[Work to complete]
Beginning with the first line, please repeat the entries exactly and end on the line that contains "GPU upload) is".

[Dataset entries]
Start of Block

//! Voxel volumes from named presets.
//!
//! The generator keeps an ordered list of presets and a current selection.
//! Changing the selection regenerates the volume together with its mip chain;
//! with `load_multiple` set every generated volume (and its GPU upload) is
//! kept so switching back is free.

use std::collections::HashMap;

use anyhow::bail;

use crate::{
    context::InitContext,
    data_structures::{
        library::LibraryError,
        texture::GpuVoxelTexture,
        voxel::{Voxel, VoxelGrid, VoxelTexture},
    },
};

/// 8-bit density samples of a cubic volume, x fastest.
#[derive(Clone, Debug, PartialEq)]
pub struct RawVolume {
    length: u32,
    density: Vec<u8>,
}

impl RawVolume {
    /// Interpret `bytes` as a cube of densities. The side is inferred from the length.
    pub fn from_bytes(bytes: Vec<u8>) -> anyhow::Result<Self> {
        let length = (bytes.len() as f64).cbrt().round() as u32;
        if length == 0 || (length as usize).pow(3) != bytes.len() {
            bail!("{} bytes do not form a cubic volume", bytes.len());
        }
        Ok(Self {
            length,
            density: bytes,
        })
    }

    pub fn length(&self) -> u32 {
        self.length
    }

    /// Nearest sample at `p` in `[0, 1]^3`.
    fn sample(&self, p: [f32; 3]) -> u8 {
        let n = self.length;
        let [x, y, z] = p.map(|c| ((c * n as f32) as u32).min(n - 1) as usize);
        let n = n as usize;
        self.density[x + n * (y + n * z)]
    }
}

#[derive(Clone, Debug, PartialEq)]
pub enum TexturePreset {
    Sphere,
    /// A solid box with a spherical cavity.
    Cube,
    Torus,
    MengerSponge,
    /// Density data registered at runtime, usually loaded from a file.
    Raw { name: String, volume: RawVolume },
}

impl TexturePreset {
    pub const SPHERE: &'static str = "sphere";
    pub const CUBE: &'static str = "cube";
    pub const TORUS: &'static str = "torus";
    pub const MENGER_SPONGE: &'static str = "menger_sponge";

    pub fn builtin() -> Vec<TexturePreset> {
        vec![
            TexturePreset::Sphere,
            TexturePreset::Cube,
            TexturePreset::Torus,
            TexturePreset::MengerSponge,
        ]
    }

    pub fn name(&self) -> &str {
        match self {
            TexturePreset::Sphere => Self::SPHERE,
            TexturePreset::Cube => Self::CUBE,
            TexturePreset::Torus => Self::TORUS,
            TexturePreset::MengerSponge => Self::MENGER_SPONGE,
            TexturePreset::Raw { name, .. } => name,
        }
    }

    /// Evaluate the preset at a point of the unit cube.
    pub fn sample(&self, p: [f32; 3]) -> Voxel {
        let [x, y, z] = p;
        let tint = |a: u8| [(x * 255.0) as u8, (y * 255.0) as u8, (z * 255.0) as u8, a];
        match self {
            TexturePreset::Sphere => {
                let d = length([x - 0.5, y - 0.5, z - 0.5]);
                if d <= 0.4 { tint(255) } else { [0; 4] }
            }
            TexturePreset::Cube => {
                let inside = p.iter().all(|c| (0.15..=0.85).contains(c));
                let cavity = length([x - 0.5, y - 0.5, z - 0.5]) < 0.3;
                if inside && !cavity {
                    [230, 140, 40, 255]
                } else {
                    [0; 4]
                }
            }
            TexturePreset::Torus => {
                let ring = length([x - 0.5, 0.0, z - 0.5]) - 0.3;
                if length([ring, y - 0.5, 0.0]) <= 0.12 {
                    tint(255)
                } else {
                    [0; 4]
                }
            }
            TexturePreset::MengerSponge => {
                if in_menger_sponge(p, 4) {
                    [200, 200, 220, 255]
                } else {
                    [0; 4]
                }
            }
            TexturePreset::Raw { volume, .. } => {
                let d = volume.sample(p);
                [d, d, d, d]
            }
        }
    }
}

fn length(v: [f32; 3]) -> f32 {
    (v[0] * v[0] + v[1] * v[1] + v[2] * v[2]).sqrt()
}

fn in_menger_sponge(p: [f32; 3], depth: u32) -> bool {
    let mut q = p;
    for _ in 0..depth {
        let digits = q.map(|c| ((c * 3.0) as u32).min(2));
        if digits.iter().filter(|&&d| d == 1).count() >= 2 {
            return false;
        }
        q = [0, 1, 2].map(|i| q[i] * 3.0 - digits[i] as f32);
    }
    true
}

#[derive(Default)]
pub struct VoxelTextureGenerator {
    grid_length: u32,
    mip_levels: u32,
    load_multiple: bool,
    begun: bool,
    presets: Vec<TexturePreset>,
    current: usize,
    textures: HashMap<usize, VoxelTexture>,
    uploads: HashMap<usize, GpuVoxelTexture>,
    next_id: u64,
}

impl VoxelTextureGenerator {
    pub fn new() -> Self {
        Self::default()
    }

    /// Register the built-in presets and generate the first one.
    pub fn begin(&mut self, grid_length: u32, mip_levels: u32, load_multiple: bool) {
        self.grid_length = grid_length.max(1);
        self.mip_levels = mip_levels.max(1);
        self.load_multiple = load_multiple;
        self.presets = TexturePreset::builtin();
        self.textures.clear();
        self.uploads.clear();
        self.current = 0;
        self.begun = true;
        if load_multiple {
            for index in 0..self.presets.len() {
                self.generate(index);
            }
        } else {
            self.generate(0);
        }
    }

    pub fn grid_length(&self) -> u32 {
        self.grid_length
    }

    pub fn mip_level_count(&self) -> u32 {
        self.mip_levels
    }

    pub fn preset_count(&self) -> usize {
        self.presets.len()
    }

    pub fn preset_names(&self) -> impl Iterator<Item = &str> {
        self.presets.iter().map(TexturePreset::name)
    }

    pub fn current_index(&self) -> usize {
        self.current
    }

    pub fn current_name(&self) -> Option<&str> {
        self.presets.get(self.current).map(TexturePreset::name)
    }

    /// Register a density volume as an extra preset. Re-adding a name replaces it.
    pub fn add_raw_preset(&mut self, name: &str, volume: RawVolume) -> Result<usize, LibraryError> {
        if !self.begun {
            return Err(LibraryError::NotBegun {
                library: "VoxelTextureGenerator",
            });
        }
        let preset = TexturePreset::Raw {
            name: name.to_string(),
            volume,
        };
        let index = match self.presets.iter().position(|p| p.name() == name) {
            Some(index) => {
                self.presets[index] = preset;
                self.textures.remove(&index);
                self.uploads.remove(&index);
                index
            }
            None => {
                self.presets.push(preset);
                self.presets.len() - 1
            }
        };
        if self.load_multiple || index == self.current {
            self.generate(index);
        }
        Ok(index)
    }

    /// Select a preset by name. Unknown names leave the selection alone.
    pub fn set_texture(&mut self, name: &str) -> bool {
        match self.presets.iter().position(|p| p.name() == name) {
            Some(index) => self.set_texture_index(index),
            None => {
                log::warn!("unknown voxel texture preset `{name}`");
                false
            }
        }
    }

    /// Select a preset by position in the list, wrapping around.
    pub fn set_texture_index(&mut self, index: usize) -> bool {
        if !self.begun || self.presets.is_empty() {
            return false;
        }
        let index = index % self.presets.len();
        if index == self.current {
            return false;
        }
        self.current = index;
        if !self.load_multiple {
            self.textures.clear();
            self.uploads.clear();
        }
        if !self.textures.contains_key(&index) {
            self.generate(index);
        }
        log::info!("voxel texture: {}", self.presets[index].name());
        true
    }

    pub fn set_next_texture(&mut self) -> bool {
        self.set_texture_index(self.current + 1)
    }

    pub fn set_previous_texture(&mut self) -> bool {
        let count = self.presets.len().max(1);
        self.set_texture_index(self.current + count - 1)
    }

    fn generate(&mut self, index: usize) {
        let preset = &self.presets[index];
        let base = VoxelGrid::from_fn(self.grid_length, |p| preset.sample(p));
        self.next_id += 1;
        let texture = VoxelTexture::new(self.next_id, preset.name(), base, self.mip_levels);
        log::debug!(
            "generated `{}`: {} levels, {} occupied voxels",
            texture.name(),
            texture.mip_level_count(),
            texture.level(0).occupied()
        );
        self.textures.insert(index, texture);
    }

    /// The volume of the current preset, `None` before `begin`.
    pub fn voxel_texture(&self) -> Option<&VoxelTexture> {
        self.textures.get(&self.current)
    }

    /// Make sure the current volume is on the GPU and return it.
    pub fn prepare(&mut self, gpu: &InitContext) -> Result<&GpuVoxelTexture, LibraryError> {
        let texture = self
            .textures
            .get(&self.current)
            .ok_or(LibraryError::NotBegun {
                library: "VoxelTextureGenerator",
            })?;
        let stale = self
            .uploads
            .get(&self.current)
            .is_none_or(|upload| upload.source_id() != texture.id());
        if stale {
            let upload = GpuVoxelTexture::upload(&gpu.device, &gpu.queue, texture);
            self.uploads.insert(self.current, upload);
        }
        self.uploads
            .get(&self.current)
            .ok_or(LibraryError::NotBegun {
                library: "VoxelTextureGenerator",
            })
    }
}

#[cfg(test)]
mod tests {
    use super::*;

    #[test]
    fn preset_cycle_is_a_closed_loop() {
        let mut generator = VoxelTextureGenerator::new();
        generator.begin(16, 5, true);
        let start = generator.current_name().unwrap().to_string();
        let count = generator.preset_count();
        for _ in 0..count {
            assert!(generator.set_next_texture());
        }
        assert_eq!(generator.current_name().unwrap(), start);
        for _ in 0..count {
            assert!(generator.set_previous_texture());
        }
        assert_eq!(generator.current_name().unwrap(), start);
    }

    #[test]
    fn previous_from_first_wraps_to_last() {
        let mut generator = VoxelTextureGenerator::new();
        generator.begin(8, 4, false);
        assert!(generator.set_previous_texture());
        assert_eq!(
            generator.current_name(),
            Some(TexturePreset::MENGER_SPONGE)
        );
    }

    #[test]
    fn changing_preset_regenerates_the_chain() {
        let mut generator = VoxelTextureGenerator::new();
        generator.begin(16, 5, false);
        let first = generator.voxel_texture().unwrap().id();
        assert!(generator.set_texture(TexturePreset::TORUS));
        let torus = generator.voxel_texture().unwrap();
        assert_ne!(torus.id(), first);
        assert_eq!(torus.name(), TexturePreset::TORUS);
        assert_eq!(torus.mip_level_count(), 5);
        assert!(!generator.set_texture(TexturePreset::TORUS));
        assert!(!generator.set_texture("teapot"));
    }

    #[test]
    fn nothing_happens_before_begin() {
        let mut generator = VoxelTextureGenerator::new();
        assert!(!generator.set_next_texture());
        assert!(generator.voxel_texture().is_none());
        assert!(
            generator
                .add_raw_preset("x", RawVolume::from_bytes(vec![1; 8]).unwrap())
                .is_err()
        );
    }

    #[test]
    fn raw_volumes_are_resampled() {
        let mut bytes = vec![0u8; 8];
        bytes[7] = 200;
        let volume = RawVolume::from_bytes(bytes).unwrap();
        assert_eq!(volume.length(), 2);
        let mut generator = VoxelTextureGenerator::new();
        generator.begin(4, 3, true);
        let index = generator.add_raw_preset("data/tiny.raw", volume).unwrap();
        assert!(generator.set_texture("data/tiny.raw"));
        assert_eq!(generator.current_index(), index);
        let texture = generator.voxel_texture().unwrap();
        assert_eq!(texture.level(0).get(3, 3, 3), [200; 4]);
        assert_eq!(texture.level(0).get(0, 0, 0), [0; 4]);
        assert_eq!(texture.level(0).occupied(), 8);
    }

    #[test]
    fn non_cubic_raw_data_is_rejected() {
        assert!(RawVolume::from_bytes(vec![0; 10]).is_err());
        assert!(RawVolume::from_bytes(vec![]).is_err());
    }

    #[test]
    fn presets_are_not_empty() {
        for preset in TexturePreset::builtin() {
            let grid = VoxelGrid::from_fn(16, |p| preset.sample(p));
            assert!(grid.occupied() > 0, "{} is empty", preset.name());
            assert!(grid.occupied() < 16 * 16 * 16, "{} is full", preset.name());
        }
    }

    #[test]
    fn menger_sponge_has_holes() {
        assert!(in_menger_sponge([0.1, 0.1, 0.1], 3));
        assert!(!in_menger_sponge([0.5, 0.5, 0.1], 3));
    }
}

End of Block

[Reply]
//! Voxel volumes from named presets.
//!
//! The generator keeps an ordered list of presets and a current selection.
//! Changing the selection regenerates the volume together with its mip chain;
//! with `load_multiple` set every generated volume (and its GPU upload) is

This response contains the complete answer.